While the economy has been the major focus of the Presidential election, healthcare is not far behind. Republicans and democrats may argue over the best solution to providing medical care, but both can agree that soaring costs are creating a nightmare scenario. A major problem with government-funded medical plans is that there are perverse incentives to increase costs rather than contain them. Medicare, the government-funded healthcare program for those over 65, makes separate payments to healthcare providers for healthcare services. This leads to healthcare providers being paid for the volume, rather than the quality, of services. Providers have fewer reasons to contain costs or find efficiencies, which is part of the reason why healthcare spending the United States makes up such a large proportion of GDP: more than 15%, or over $2 trillion, in 2008.

Solutions to Rising Costs
To address the ballooning cost of care, the government has been experimenting with novel payment methods, such as bundled payments or capitation. Bundled payments link the payments that medical providers may receive for helping a patient over the course of treatment (called an episode of care), reducing the occurrence of multiple claims being made (and thus multiple payments). Capitation, on the other hand, provides medical teams a fixed payment per patient, regardless of the number of procedures undertaken - hence, the "cap."

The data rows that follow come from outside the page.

//! **Outline flattening**
//!
//! Replaces every quadratic Bézier segment of an [`Outline`] with an equivalent
//! run of straight segments, leaving move/line/close commands untouched.
//!
//! ## **Quadratic Bézier**
//! For a segment starting at the current point `a` with control `c` and end `b`:
//! ```text
//! B(t) = (1 − t)²·a + 2t(1 − t)·c + t²·b,   t ∈ [0, 1]
//! ```
//! evaluated here by de Casteljau (two rounds of linear interpolation).
//!
//! ## **Adaptive subdivision**
//! Starting at `t = 0` and `p = a`, each step proposes `t' = min(1, t + ½)` and
//! measures the squared distance between the chord midpoint `(p + B(t'))/2` and the
//! curve midpoint `B((t + t')/2)`. While that error exceeds `flatness²` the proposal
//! is pulled halfway back towards `t`, at most `max_subdivisions` times; then the
//! segment `p → B(t')` is emitted and the walk continues from `t'` until it reaches 1.
//! A step never falls below the shortest one the halving cap allows from `t = 0`:
//! ```text
//! t' − t ≥ ½^(max_subdivisions + 1)
//! ```
//! so the walk reaches `t = 1` even when the tolerance can never be met.
//!
//! Cubic segments are rejected with [`GlyphError::UnsupportedGeometry`] rather than
//! dropped, since dropping one leaves a gap in the contour.

use crate::config::FlattenMode;
use crate::errors::GlyphError;
use crate::float_types::{EPSILON, Real};
use crate::outline::{FlattenedOutline, Outline, PathCommand};
use nalgebra::Point2;

/// Flatten one glyph outline.
pub fn flatten(outline: &Outline, mode: FlattenMode) -> Result<FlattenedOutline, GlyphError> {
    mode.validate()?;

    let mut out = Vec::with_capacity(outline.len());
    let mut current: Option<Point2<Real>> = None;
    let mut subpath_start: Option<Point2<Real>> = None;

    for command in &outline.commands {
        match *command {
            PathCommand::MoveTo(p) => {
                current = Some(p);
                subpath_start = Some(p);
                out.push(*command);
            },
            PathCommand::LineTo(p) => {
                if current.is_none() {
                    return Err(no_current_point(command));
                }
                current = Some(p);
                out.push(*command);
            },
            PathCommand::QuadTo { ctrl, to } => {
                let from = current.ok_or_else(|| no_current_point(command))?;
                let emitted = match mode {
                    FlattenMode::Adaptive {
                        flatness,
                        max_subdivisions,
                    } => flatten_quad_adaptive(from, ctrl, to, flatness, max_subdivisions, &mut out),
                    FlattenMode::Fixed { segments } => {
                        flatten_quad_fixed(from, ctrl, to, segments, &mut out)
                    },
                };
                log::trace!("quadratic curve {from} -> {to} flattened into {emitted} segments");
                current = Some(to);
            },
            PathCommand::CubicTo { .. } => {
                return Err(GlyphError::UnsupportedGeometry {
                    command: command.name(),
                });
            },
            PathCommand::Close => {
                current = subpath_start;
                out.push(*command);
            },
        }
    }

    Ok(FlattenedOutline(Outline::from_commands(out)))
}

impl Outline {
    /// Flatten this outline, see [`flatten`].
    pub fn flatten(&self, mode: FlattenMode) -> Result<FlattenedOutline, GlyphError> {
        flatten(self, mode)
    }
}

fn no_current_point(command: &PathCommand) -> GlyphError {
    GlyphError::MalformedOutline(format!(
        "{} segment without a current point; outlines must start with move-to",
        command.name()
    ))
}

/// Evaluate the quadratic Bézier `a → c → b` at `t` by de Casteljau.
#[inline]
pub fn eval_quad(a: Point2<Real>, c: Point2<Real>, b: Point2<Real>, t: Real) -> Point2<Real> {
    let q0 = a + (c - a) * t;
    let q1 = c + (b - c) * t;
    q0 + (q1 - q0) * t
}

/// Emit line segments approximating `a → c → b` within `flatness`. Returns the
/// number of segments pushed.
///
/// No step is shorter than `½^(max_subdivisions + 1)` in `t`, the shortest step the
/// halving cap allows from `t = 0`, so a curve never yields more than
/// `2^(max_subdivisions + 1)` segments. `flatness` is floored at [`EPSILON`].
fn flatten_quad_adaptive(
    a: Point2<Real>,
    c: Point2<Real>,
    b: Point2<Real>,
    flatness: Real,
    max_subdivisions: u32,
    out: &mut Vec<PathCommand>,
) -> usize {
    let tolerance = flatness.max(EPSILON);
    let tolerance_sq = tolerance * tolerance;
    let step_floor = (0.5 as Real).powi(max_subdivisions as i32 + 1);
    let mut t: Real = 0.0;
    let mut p = a;
    let mut emitted = 0;

    while t < 1.0 {
        let mut candidate_t = (t + 0.5).min(1.0);
        let mut halvings = 0;

        loop {
            let candidate_p = eval_quad(a, c, b, candidate_t);
            let mid_curve = eval_quad(a, c, b, 0.5 * (t + candidate_t));
            let mid_chord = p + (candidate_p - p) * 0.5;
            let error_sq = (mid_chord - mid_curve).norm_squared();

            if error_sq <= tolerance_sq || halvings >= max_subdivisions {
                break;
            }
            candidate_t = t + 0.5 * (candidate_t - t);
            halvings += 1;
        }

        if candidate_t - t < step_floor {
            candidate_t = (t + step_floor).min(1.0);
        }

        // land exactly on the authored end point
        p = if candidate_t >= 1.0 {
            b
        } else {
            eval_quad(a, c, b, candidate_t)
        };
        t = candidate_t;
        out.push(PathCommand::LineTo(p));
        emitted += 1;
    }

    emitted
}

/// Emit `segments` equal-parameter line segments for `a → c → b`.
fn flatten_quad_fixed(
    a: Point2<Real>,
    c: Point2<Real>,
    b: Point2<Real>,
    segments: usize,
    out: &mut Vec<PathCommand>,
) -> usize {
    out.extend((1..=segments).map(|i| {
        if i == segments {
            PathCommand::LineTo(b)
        } else {
            PathCommand::LineTo(eval_quad(a, c, b, i as Real / segments as Real))
        }
    }));
    segments
}

#[cfg(test)]
mod tests {
    use super::*;

    #[test]
    fn eval_quad_hits_endpoints_and_midpoint() {
        let (a, c, b) = (Point2::new(0.0, 0.0), Point2::new(0.0, 1.0), Point2::new(2.0, 0.0));
        assert_eq!(eval_quad(a, c, b, 0.0), a);
        assert_eq!(eval_quad(a, c, b, 1.0), b);
        assert_eq!(eval_quad(a, c, b, 0.5), Point2::new(0.5, 0.5));
    }

    #[test]
    fn straight_quad_needs_no_subdivision() {
        let mut out = Vec::new();
        let n = flatten_quad_adaptive(
            Point2::new(0.0, 0.0),
            Point2::new(1.0, 0.0),
            Point2::new(2.0, 0.0),
            0.1,
            MAX_HALVINGS,
            &mut out,
        );
        // two half steps of t, each already flat
        assert_eq!(n, 2);
        assert_eq!(out.last(), Some(&PathCommand::LineTo(Point2::new(2.0, 0.0))));
    }

    #[test]
    fn halving_cap_bounds_the_step() {
        let mut out = Vec::new();
        let n = flatten_quad_adaptive(
            Point2::new(0.0, 0.0),
            Point2::new(50.0, 100.0),
            Point2::new(100.0, 0.0),
            1e-12,
            0,
            &mut out,
        );
        assert_eq!(n, 2);
    }

    #[test]
    fn vanishing_flatness_still_terminates() {
        let mut out = Vec::new();
        let n = flatten_quad_adaptive(
            Point2::new(0.0, 0.0),
            Point2::new(500.0, 1000.0),
            Point2::new(1000.0, 0.0),
            Real::MIN_POSITIVE,
            8,
            &mut out,
        );
        assert!(n <= 1 << 9, "{n} segments");
        assert_eq!(out.last(), Some(&PathCommand::LineTo(Point2::new(1000.0, 0.0))));
    }

    const MAX_HALVINGS: u32 = crate::float_types::MAX_SUBDIVISIONS;
}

Innovative new ways of managing care are also being developed. Accountable Care Organizations (ACOs) are groups of healthcare providers and medical professionals who come together voluntarily to coordinate patient care. By working together, ACO participants help reduce the number of duplicate procedures and services that patients receive, reducing the overall cost of medical care. ACOs are a fairly new concept, having popped into the healthcare scene in the 2000s, but have received more attention since being included in the Patient Protection and Affordable Care Act. While they are a step toward a pay-for-performance system, they have not entirely shed the yoke of the fee-for-service model that is currently employed by government-funded health programs.

While there are several proposed bundled payment types, including retrospective and prospective types, the onus of financial responsibility is shifting to the ACO. What does the shift mean for profitability? It means that healthcare providers will have to rethink the way they provide services, which doesn't mean that they won't be profitable. If doctors and hospitals know how much they will be paid for taking care of a particular patient type, and if they know that increased efficiencies and better coordination can reduce costs, then setting a cap on the amount of money a provider can receive for an episode of care (in the case of bundled payments) or per patient (in capitation), gives providers a baseline from which to judge profit. Additionally, by knowing the profitability associated with different types of care, ACOs could go a step further: they could securitize.

Securitizing ACOs
Securitization involves pooling assets or rights to cash flows, bundling together those assets with similar characteristics, and creating a financial instrument that can be traded (often through a special purpose vehicle, or SPV). This creates an asset-backed security, or ABS, which can then be traded like any other security. This allows the original holder of the asset, or originator, to sell assets that it previously could not, while also moving risk off its books. Those buying the new financial instrument gain access to cash flows. ACOs have the components required to securitize.

For example, an ACO could bundle a certain episode of care (EOC), such as the services required to manage a patient receiving a heart transplant, and then create a financial instrument based on profits associated with providing that particular set of care. Each EOC bundle could be tranched according to the risk associated with the type of ailment. An ACO would want to securitize the EOC because it can exchange future cash flows for money now, possibly using that money to modernize systems and management techniques in order to increase profits from other EOCs. It would also be transferring the risk associated with patient care to investors.

Advantages and Disadvantages
Would investors be interested in this sort of EOC-ABS? Well, not all members of an ACO are publicly traded companies, making it hard for investors looking to take advantage of improvements in healthcare technology, processes and coordination. Investors may also be interested in this EOC-ABS because spending on healthcare is already in the trillions of dollars and expected to grow. Investment banks may find this new investment vehicle lucrative, since the complexity associated with structuring SPVs and transactions often leads organizations to hire outside help.

There are downsides to this model, especially for the public. By creating a financial incentive to increase the gap between cost of care and payments, ACOs may be accused of rationing care, even if payments are tied to quality of care, rather than quantity. This is partially the reason why Americans feared Health Maintenance Organizations (HMOs), and why mentioning "death panels" still riles up opponents of the Patient Protection and Affordable Care Act.

The Bottom Line
Could providing investors with exposure to profits from patient care rev up innovation? Investors may push for efficiency, either directly by pushing ACO managers to provide more cost-effective care, or indirectly, by passing on the purchase of EOC-ABSs if the originating ACO has a history of high costs relative to profits. Ultimately, the legality of AOCs securitizing the care they provide patients falls to the Securities Act of 1933 and the Securities and Exchange Act of 1934, the two primary laws governing securitization. However, because this is such a novel approach to mitigating the risk associated with medical care and with profiting from making care more efficient, other regulatory bodies are bound to step in.